You will see us referring to the GOLDEN RULES, well that’s just a term to refer to a best practice based on Emyode’s experience in the field which, obviously, can be adapted to how you feel comfortable with. But at least it gives you a concept to start testing and applying some concepts of Risk Management.

Before we get into HOW, it is important to understand that applying a Risk factor is different from applying a Buffer percentage. This one is controversial since most people say that Buffer management and Risk management are one and the same. Buffer management is more of a rounding than anything else and the project you are working on may have no risk per say. (More about Buffer management in my article about Time Estimation).

So now let’s look at …

HOW

Here is the detail behind the Risk Estimation Factors and how you need to apply it to your projects:

RISK FACTOR: For Each User Story (or if you want to go more granular, you can go by Task – it’s your choice), there is an element of Risk associated with it. How you define Risk can be open to many discussions. However, there are basic Criteria to take into consideration for each level. This is just to give you the essence.
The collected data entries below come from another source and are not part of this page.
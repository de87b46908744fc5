//! Address-set handling: query filters, input-list parsing and host aggregation.

pub mod filter;
pub mod input;

use std::collections::BTreeMap;

use crate::models::{ScanGroupAddress, ScanGroupHostList};

pub use filter::parse_filter_query;
pub use input::{make_addrs, parse_list, ParseError, MAX_INPUT_ADDRESSES};

/// Last two labels of a host name, or the host itself when shorter.
pub fn etld_plus_one(host: &str) -> String {
    let labels: Vec<&str> = host.split('.').collect();
    if labels.len() <= 2 {
        return host.to_string();
    }
    labels[labels.len() - 2..].join(".")
}

/// Group addresses by host name, collecting ids and distinct IPs.
/// Addresses without a host name are left out.
pub fn aggregate_hosts(addrs: &[ScanGroupAddress]) -> Vec<ScanGroupHostList> {
    let mut hosts: BTreeMap<&str, ScanGroupHostList> = BTreeMap::new();

    for addr in addrs.iter().filter(|a| !a.deleted && !a.host_address.is_empty()) {
        let entry = hosts.entry(addr.host_address.as_str()).or_insert_with(|| ScanGroupHostList {
            org_id: addr.org_id,
            group_id: addr.group_id,
            etld: etld_plus_one(&addr.host_address),
            host_address: addr.host_address.clone(),
            ..Default::default()
        });
        entry.address_ids.push(addr.address_id);
        if !addr.ip_address.is_empty() && !entry.ip_addresses.contains(&addr.ip_address) {
            entry.ip_addresses.push(addr.ip_address.clone());
        }
    }

    hosts.into_values().collect()
}
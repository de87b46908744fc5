use clap::{Args, Parser, Subcommand};

use crate::config::BackendKind;

#[derive(Parser)]
#[command(name = "console", version, about = "Console API for scan groups and addresses")]
pub struct Cli {
    #[command(subcommand)]
    pub command: Commands,

    /// Increase log verbosity (repeat for more)
    #[arg(short, long, action = clap::ArgAction::Count, global = true)]
    pub verbose: u8,

    /// Emit logs as JSON lines
    #[arg(long, global = true)]
    pub log_json: bool,

    /// Disable colored output
    #[arg(long, global = true)]
    pub no_color: bool,
}

#[derive(Subcommand)]
pub enum Commands {
    /// Start the HTTP console API server
    Serve(ServeArgs),
    /// Build the module configuration for a scan-group details file
    Validate(ValidateArgs),
}

#[derive(Args, Clone)]
pub struct ServeArgs {
    /// YAML configuration file
    #[arg(short, long)]
    pub config: Option<String>,

    /// Host to bind to (overrides config)
    #[arg(long)]
    pub host: Option<String>,

    /// Port to listen on (overrides config)
    #[arg(short, long)]
    pub port: Option<u16>,

    /// Backend: memory or http (overrides config)
    #[arg(long)]
    pub backend: Option<BackendKind>,
}

#[derive(Args, Clone)]
pub struct ValidateArgs {
    /// JSON file with scan-group details
    pub details: String,

    /// Treat the organization as entitled to port scanning
    #[arg(long)]
    pub port_scan_enabled: bool,

    /// Subscription id used for the quota check
    #[arg(long)]
    pub subscription: Option<i32>,

    /// Number of groups the organization already has
    #[arg(long, default_value_t = 0)]
    pub existing_groups: usize,
}
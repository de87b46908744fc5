pub mod addresses;
pub mod health;
pub mod scangroups;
• NONE – Well that is … no risk at all … but still add 10% and you know why? Because even though it’s something that we’ve done before there are always unforeseen changes and requests which may impact your time estimate. That would be for User Stories which are more Administrative for example.
• LOW – add 15%: Some information is still to be validated like a new resource, small gap in Knowledge between some resources.
• MEDIUM – add 20%: Using a new “version” of the environment, untested Hardware, vague deliverable or even if it looks it was well explained, it may be interpreted (i.e. Training vs Knowledge Transfer for example); when at least 2 outside vendors are involved; when at least 3 teams are impacted.
• HIGH – add 25%: A project involving New Software or New Hardware, Critical Environment; Multiple Sites involved; Time Zone involved.

The goal here is to use your judgement when looking at this list and understand the type of risk associated to the proper level.

GOLDEN RULES

CONCLUSION

Risks are important to estimate and should be taken into consideration on all of your projects when you go through Time Estimation, either Time and Material or Fixed Fee efforts, for those in consulting.  So now that we’ve made you think about Risk, we will let you go and have fun!